The lines you return must be all those in the data that hold the string "KernelExecutor".

BEGIN

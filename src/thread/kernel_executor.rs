//! Data-parallel execution of a kernel over a 1-, 2- or 3-dimensional
//! index space.
//!
//! The executor splits the linearized index space into even shards, one
//! pool task each (the last shard may be short), and joins the shard
//! futures with `when_all`. Each kernel invocation receives a
//! [`WorkItem`] carrying its global indices; decoding is row-major, so
//! dimension 0 varies fastest. Nothing orders one shard against another.

use super::thread_pool::StaticThreadPool;
use crate::future::{when_all, Future};
use std::sync::Arc;

/// One point of the index space, handed to every kernel invocation.
#[derive(Clone, Copy, Debug, PartialEq, Eq)]
pub struct WorkItem {
    id: [usize; 3],
}

impl WorkItem {
    /// The global index in `dimension` (0, 1 or 2). Dimensions beyond
    /// the grid's rank, and out-of-range dimensions, read as 0.
    pub fn global_id(&self, dimension: usize) -> usize {
        self.id.get(dimension).copied().unwrap_or(0)
    }
}

/// An index-space shape: a size or offset of rank 1, 2 or 3.
pub trait IndexSpace: Copy + Send + 'static {
    /// The all-zero shape of the same rank.
    fn origin() -> Self;
    /// Grid extents, padded with 1 for missing dimensions.
    fn extents(self) -> [usize; 3];
    /// Origin offsets, padded with 0 for missing dimensions.
    fn offsets(self) -> [usize; 3];
}

impl IndexSpace for usize {
    fn origin() -> Self {
        0
    }
    fn extents(self) -> [usize; 3] {
        [self, 1, 1]
    }
    fn offsets(self) -> [usize; 3] {
        [self, 0, 0]
    }
}

impl IndexSpace for (usize, usize) {
    fn origin() -> Self {
        (0, 0)
    }
    fn extents(self) -> [usize; 3] {
        [self.0, self.1, 1]
    }
    fn offsets(self) -> [usize; 3] {
        [self.0, self.1, 0]
    }
}

impl IndexSpace for (usize, usize, usize) {
    fn origin() -> Self {
        (0, 0, 0)
    }
    fn extents(self) -> [usize; 3] {
        [self.0, self.1, self.2]
    }
    fn offsets(self) -> [usize; 3] {
        [self.0, self.1, self.2]
    }
}

/// Distributes kernel invocations over a [`StaticThreadPool`].
///
/// ```
/// use lockstep::{KernelExecutor, StaticThreadPool};
/// use std::sync::atomic::{AtomicUsize, Ordering};
/// use std::sync::Arc;
///
/// let pool = Arc::new(StaticThreadPool::new(2).unwrap());
/// let executor = KernelExecutor::new(pool);
///
/// let sum = Arc::new(AtomicUsize::new(0));
/// let kernel_sum = Arc::clone(&sum);
/// let done = executor.execute(
///     move |item| {
///         kernel_sum.fetch_add(item.global_id(0), Ordering::SeqCst);
///     },
///     8usize,
/// );
/// done.get().unwrap();
/// assert_eq!(sum.load(Ordering::SeqCst), (0..8usize).sum());
/// ```
pub struct KernelExecutor {
    pool: Arc<StaticThreadPool>,
}

impl KernelExecutor {
    /// Creates an executor dispatching onto `pool`.
    pub fn new(pool: Arc<StaticThreadPool>) -> Self {
        Self { pool }
    }

    /// Runs `kernel` once per point of `global_size`, with a zero origin.
    pub fn execute<K, S>(&self, kernel: K, global_size: S) -> Future<()>
    where
        K: Fn(&WorkItem) + Send + Sync + 'static,
        S: IndexSpace,
    {
        self.execute_with_offset(kernel, global_size, S::origin())
    }

    /// Runs `kernel` once per point of `global_size`, translated by
    /// `global_offset`. Returns a future that is ready once every shard
    /// has run.
    pub fn execute_with_offset<K, S>(
        &self,
        kernel: K,
        global_size: S,
        global_offset: S,
    ) -> Future<()>
    where
        K: Fn(&WorkItem) + Send + Sync + 'static,
        S: IndexSpace,
    {
        let size = global_size.extents();
        let offset = global_offset.offsets();
        let work_items = size[0] * size[1] * size[2];

        let worker_count = self.pool.worker_count().max(1);
        let items_per_shard = ((work_items + worker_count - 1) / worker_count).max(1);

        let kernel = Arc::new(kernel);
        let mut shards = Vec::new();
        let mut start = 0;
        while start < work_items {
            let end = (start + items_per_shard).min(work_items);
            let kernel = Arc::clone(&kernel);
            shards.push(self.pool.execute(move || {
                for linear in start..end {
                    let item = WorkItem {
                        id: [
                            offset[0] + linear % size[0],
                            offset[1] + (linear / size[0]) % size[1],
                            offset[2] + linear / (size[0] * size[1]),
                        ],
                    };
                    kernel(&item);
                }
            }));
            start = end;
        }

        log::debug!(
            "dispatched {} work items in {} shards",
            work_items,
            shards.len()
        );
        when_all(shards.iter())
    }
}

#[cfg(test)]
mod tests {
    use super::*;
    use std::sync::atomic::{AtomicUsize, Ordering};
    use std::sync::Mutex;

    fn executor(workers: usize) -> KernelExecutor {
        KernelExecutor::new(Arc::new(StaticThreadPool::new(workers).unwrap()))
    }

    #[test]
    fn covers_a_one_dimensional_range_exactly_once() {
        let executor = executor(4);
        let hits: Arc<Vec<AtomicUsize>> =
            Arc::new((0..64).map(|_| AtomicUsize::new(0)).collect());

        let kernel_hits = Arc::clone(&hits);
        let done = executor.execute(
            move |item| {
                kernel_hits[item.global_id(0)].fetch_add(1, Ordering::SeqCst);
            },
            64usize,
        );
        done.get().unwrap();

        for cell in hits.iter() {
            assert_eq!(cell.load(Ordering::SeqCst), 1);
        }
    }

    #[test]
    fn one_dimensional_offset_translates_indices() {
        let executor = executor(2);
        let seen = Arc::new(Mutex::new(Vec::new()));

        let kernel_seen = Arc::clone(&seen);
        let done = executor.execute_with_offset(
            move |item: &WorkItem| {
                kernel_seen.lock().unwrap().push(item.global_id(0));
            },
            4usize,
            10usize,
        );
        done.get().unwrap();

        let mut observed = seen.lock().unwrap().clone();
        observed.sort_unstable();
        assert_eq!(observed, vec![10, 11, 12, 13]);
    }

    #[test]
    fn two_dimensional_offset_touches_exactly_the_window() {
        // 4x4 matrix, global size (2, 1), offset (1, 2): only (1,2) and (2,2)
        let executor = executor(2);
        let matrix: Arc<Vec<AtomicUsize>> =
            Arc::new((0..16).map(|_| AtomicUsize::new(0)).collect());

        let kernel_matrix = Arc::clone(&matrix);
        let done = executor.execute_with_offset(
            move |item| {
                let x = item.global_id(0);
                let y = item.global_id(1);
                kernel_matrix[y * 4 + x].fetch_add(1, Ordering::SeqCst);
            },
            (2usize, 1usize),
            (1usize, 2usize),
        );
        done.get().unwrap();

        for (index, cell) in matrix.iter().enumerate() {
            let expected = if index == 2 * 4 + 1 || index == 2 * 4 + 2 {
                1
            } else {
                0
            };
            assert_eq!(cell.load(Ordering::SeqCst), expected, "cell {}", index);
        }
    }

    #[test]
    fn three_dimensional_decode_is_row_major() {
        let executor = executor(3);
        let seen = Arc::new(Mutex::new(Vec::new()));

        let kernel_seen = Arc::clone(&seen);
        let done = executor.execute(
            move |item: &WorkItem| {
                kernel_seen.lock().unwrap().push((
                    item.global_id(0),
                    item.global_id(1),
                    item.global_id(2),
                ));
            },
            (2usize, 3usize, 2usize),
        );
        done.get().unwrap();

        let mut observed = seen.lock().unwrap().clone();
        observed.sort_unstable();
        let mut expected = Vec::new();
        for z in 0..2 {
            for y in 0..3 {
                for x in 0..2 {
                    expected.push((x, y, z));
                }
            }
        }
        expected.sort_unstable();
        assert_eq!(observed, expected);
    }

    #[test]
    fn uneven_split_still_covers_every_item() {
        // 7 items over 3 workers: shards of 3, 3 and 1
        let executor = executor(3);
        let count = Arc::new(AtomicUsize::new(0));

        let kernel_count = Arc::clone(&count);
        let done = executor.execute(
            move |_item: &WorkItem| {
                kernel_count.fetch_add(1, Ordering::SeqCst);
            },
            7usize,
        );
        done.get().unwrap();
        assert_eq!(count.load(Ordering::SeqCst), 7);
    }

    #[test]
    fn empty_index_space_is_ready_immediately() {
        let executor = executor(2);
        let done = executor.execute(|_item: &WorkItem| panic!("must not run"), 0usize);
        assert!(done.is_terminal());
        assert!(done.get().is_ok());
    }

    #[test]
    fn out_of_rank_dimension_reads_zero() {
        let item = WorkItem { id: [5, 0, 0] };
        assert_eq!(item.global_id(1), 0);
        assert_eq!(item.global_id(9), 0);
    }
}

END

■ **SOLUTION BELOW**
/// use lockstep::{KernelExecutor, StaticThreadPool};
/// let executor = KernelExecutor::new(pool);
pub struct KernelExecutor {
impl KernelExecutor {
    fn executor(workers: usize) -> KernelExecutor {
        KernelExecutor::new(Arc::new(StaticThreadPool::new(workers).unwrap()))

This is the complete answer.